The simplest advice is to stick with the defaults. A fresh Fedora 33 install defaults to Btrfs and upgrading a previous Fedora release continues to use whatever was initially installed, typically LVM-ext4. For an existing Fedora user, the cleanest way to get Btrfs is with a fresh install. However, a fresh install is much more disruptive than a simple upgrade. Unless there is a specific need, this disruption could be unnecessary. The Fedora development team carefully considered both defaults, so be confident with either choice.

What about all the other file systems?

There are a large number of file systems for Linux systems. The number explodes after adding in combinations of volume managers, encryption methods, and storage mechanisms . So why focus on Btrfs and LVM-ext4? For the Fedora audience these two setups are likely to be the most common. Ext4 on top of LVM became the default disk layout in Fedora 11, and ext3 on top of LVM came before that.
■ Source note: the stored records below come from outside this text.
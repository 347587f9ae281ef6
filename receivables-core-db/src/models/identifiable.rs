/// Trait for entities that carry the numeric identifier assigned by the backend
pub trait Identifiable {
    /// Returns the unique identifier of the entity
    fn get_id(&self) -> i64;
}
use tokio::sync::watch;

#[derive(Debug, Clone, Copy, PartialEq, Eq)]
pub enum NotificationLevel {
    Success,
    Error,
    Info,
}

/// User-facing message raised by a session operation
#[derive(Debug, Clone, PartialEq, Eq)]
pub struct Notification {
    pub level: NotificationLevel,
    pub message: String,
}

/// Sink for user-facing notifications (toasts)
pub trait Notifier: Send + Sync {
    fn notify(&self, notification: Notification);

    fn success(&self, message: &str) {
        self.notify(Notification {
            level: NotificationLevel::Success,
            message: message.to_string(),
        });
    }

    fn error(&self, message: &str) {
        self.notify(Notification {
            level: NotificationLevel::Error,
            message: message.to_string(),
        });
    }

    fn info(&self, message: &str) {
        self.notify(Notification {
            level: NotificationLevel::Info,
            message: message.to_string(),
        });
    }
}

/// Writes notifications to the tracing log only
#[derive(Debug, Default, Clone, Copy)]
pub struct TracingNotifier;

impl Notifier for TracingNotifier {
    fn notify(&self, notification: Notification) {
        match notification.level {
            NotificationLevel::Error => tracing::error!(text = %notification.message, "notification"),
            NotificationLevel::Success | NotificationLevel::Info => {
                tracing::info!(text = %notification.message, "notification")
            }
        }
    }
}

/// Holds the toast currently on screen; a newer toast replaces the older one
pub struct ToastNotifier {
    current: watch::Sender<Option<Notification>>,
}

impl ToastNotifier {
    pub fn new() -> Self {
        let (current, _) = watch::channel(None);
        Self { current }
    }

    pub fn current(&self) -> Option<Notification> {
        self.current.borrow().clone()
    }

    /// Dropping the receiver unsubscribes
    pub fn subscribe(&self) -> watch::Receiver<Option<Notification>> {
        self.current.subscribe()
    }

    pub fn dismiss(&self) {
        self.current.send_replace(None);
    }
}

impl Default for ToastNotifier {
    fn default() -> Self {
        Self::new()
    }
}

impl Notifier for ToastNotifier {
    fn notify(&self, notification: Notification) {
        self.current.send_replace(Some(notification));
    }
}

#[cfg(test)]
mod tests {
    use super::*;

    #[tokio::test]
    async fn test_toast_replaces_and_notifies() -> Result<(), Box<dyn std::error::Error + Send + Sync>> {
        let toasts = ToastNotifier::new();
        let mut rx = toasts.subscribe();

        toasts.success("Customer added successfully.");
        rx.changed().await?;
        assert_eq!(
            rx.borrow_and_update().as_ref().map(|n| n.level),
            Some(NotificationLevel::Success)
        );

        toasts.error("Failed to add customer.");
        assert_eq!(toasts.current().unwrap().message, "Failed to add customer.");

        toasts.dismiss();
        assert!(toasts.current().is_none());
        Ok(())
    }
}
// Copyright 2026 the polytess authors
// Payload data interpolation at synthesized intersection vertices.

mod helpers;

use polytess::{ContourOrientation, ContourVertex, ElementType, Tessellator, WindingRule};

/// A pentagram: five input vertices, five self-intersections.
const STAR: &[(f32, f32)] = &[
    (0.0, 3.0),
    (-1.763, -2.427),
    (2.853, 0.927),
    (-2.853, 0.927),
    (1.763, -2.427),
];

fn star_with_data() -> Vec<ContourVertex<f32>> {
    STAR.iter()
        .enumerate()
        .map(|(i, &(x, y))| ContourVertex {
            position: [x, y, 0.0],
            data: Some(i as f32 * 10.0),
        })
        .collect()
}

#[test]
fn combine_interpolates_data_at_intersections() {
    let mut tess = Tessellator::new();
    tess.add_contour(&star_with_data(), ContourOrientation::Original);

    let mut calls = 0usize;
    let mut combine = |_pos: [f32; 3], data: [Option<f32>; 4], weights: [f32; 4]| {
        calls += 1;
        let sum: f32 = weights.iter().sum();
        assert!((sum - 1.0).abs() < 1e-4, "weights must sum to 1, got {sum}");
        data.iter()
            .zip(weights.iter())
            .map(|(d, w)| d.unwrap_or(0.0) * w)
            .sum()
    };
    tess.tessellate(
        WindingRule::NonZero,
        ElementType::Polygons,
        3,
        Some(&mut combine),
    )
    .unwrap();

    assert!(calls >= 5, "expected a combine call per crossing, got {calls}");
    // Five original vertices plus five synthesized crossings.
    assert_eq!(tess.vertex_count(), 10);
    // Every output vertex carries data: originals their own, crossings
    // the interpolated value.
    for v in tess.vertices() {
        let d = v.data.expect("output vertex lost its data");
        assert!((0.0..=40.0).contains(&d), "interpolated value out of range: {d}");
    }
}

#[test]
fn intersection_position_is_interpolated_from_the_edges() {
    let mut tess = Tessellator::new();
    tess.add_contour(&star_with_data(), ContourOrientation::Original);
    let mut combine = |pos: [f32; 3], data: [Option<f32>; 4], weights: [f32; 4]| {
        // The position handed to the callback is the synthesized vertex.
        assert!(pos[0].abs() < 3.0 && pos[1].abs() < 3.0);
        assert!((pos[2]).abs() < 1e-6);
        data.iter()
            .zip(weights.iter())
            .map(|(d, w)| d.unwrap_or(0.0) * w)
            .sum()
    };
    tess.tessellate(
        WindingRule::EvenOdd,
        ElementType::Polygons,
        3,
        Some(&mut combine),
    )
    .unwrap();

    // The crossings land strictly inside the star's bounding box and are
    // shared by the wing triangles.
    assert_eq!(tess.vertex_count(), 10);
}

#[test]
fn missing_callback_drops_data_but_still_tessellates() {
    let mut tess = Tessellator::new();
    tess.add_contour(&star_with_data(), ContourOrientation::Original);
    tess.tessellate(WindingRule::NonZero, ElementType::Polygons, 3, None)
        .unwrap();

    assert_eq!(tess.vertex_count(), 10);
    let with_data = tess.vertices().iter().filter(|v| v.data.is_some()).count();
    let without = tess.vertices().iter().filter(|v| v.data.is_none()).count();
    assert_eq!(with_data, 5, "original vertices keep their data");
    assert_eq!(without, 5, "synthesized vertices carry none");
}

#[test]
fn coincident_vertices_merge_their_data() {
    // Two triangles sharing one corner, each with data at the shared
    // point; the merge combines them with equal weights.
    let a: Vec<ContourVertex<f32>> = vec![
        ContourVertex { position: [0.0, 0.0, 0.0], data: Some(2.0) },
        ContourVertex { position: [2.0, 0.0, 0.0], data: Some(0.0) },
        ContourVertex { position: [0.0, 2.0, 0.0], data: Some(0.0) },
    ];
    let b: Vec<ContourVertex<f32>> = vec![
        ContourVertex { position: [0.0, 0.0, 0.0], data: Some(4.0) },
        ContourVertex { position: [-2.0, 0.0, 0.0], data: Some(0.0) },
        ContourVertex { position: [0.0, -2.0, 0.0], data: Some(0.0) },
    ];
    let mut tess = Tessellator::new();
    tess.add_contour(&a, ContourOrientation::CounterClockwise);
    tess.add_contour(&b, ContourOrientation::CounterClockwise);

    let mut combine = |_pos: [f32; 3], data: [Option<f32>; 4], weights: [f32; 4]| {
        data.iter()
            .zip(weights.iter())
            .map(|(d, w)| d.unwrap_or(0.0) * w)
            .sum()
    };
    tess.tessellate(
        WindingRule::EvenOdd,
        ElementType::Polygons,
        3,
        Some(&mut combine),
    )
    .unwrap();

    // Five distinct positions; the shared corner's data is the mean of 2
    // and 4.
    assert_eq!(tess.vertex_count(), 5);
    let origin = tess
        .vertices()
        .iter()
        .find(|v| v.position == [0.0, 0.0, 0.0])
        .expect("shared vertex missing");
    assert_eq!(origin.data, Some(3.0));
}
Now that Btrfs is the default for Fedora 33, the vast majority of existing users will be looking at whether they should stay where they are or make the jump forward. Faced with a fresh Fedora 33 install, experienced Linux users may wonder whether to use this new file system or fall back to what they are familiar with. So out of the wide field of possible storage options, many Fedora users will wonder how to choose between Btrfs and LVM-ext4.

Commonalities

Despite core differences between the two setups, Btrfs and LVM-ext4 actually have a lot in common. Both are mature and well-tested storage technologies. LVM has been in continuous use since the early days of Fedora Core and ext4 became the default in 2009 with Fedora 11. Btrfs merged into the mainline Linux kernel in 2009 and Facebook uses it widely. SUSE Linux Enterprise 12 made it the default in 2014. So there is plenty of production run time there as well.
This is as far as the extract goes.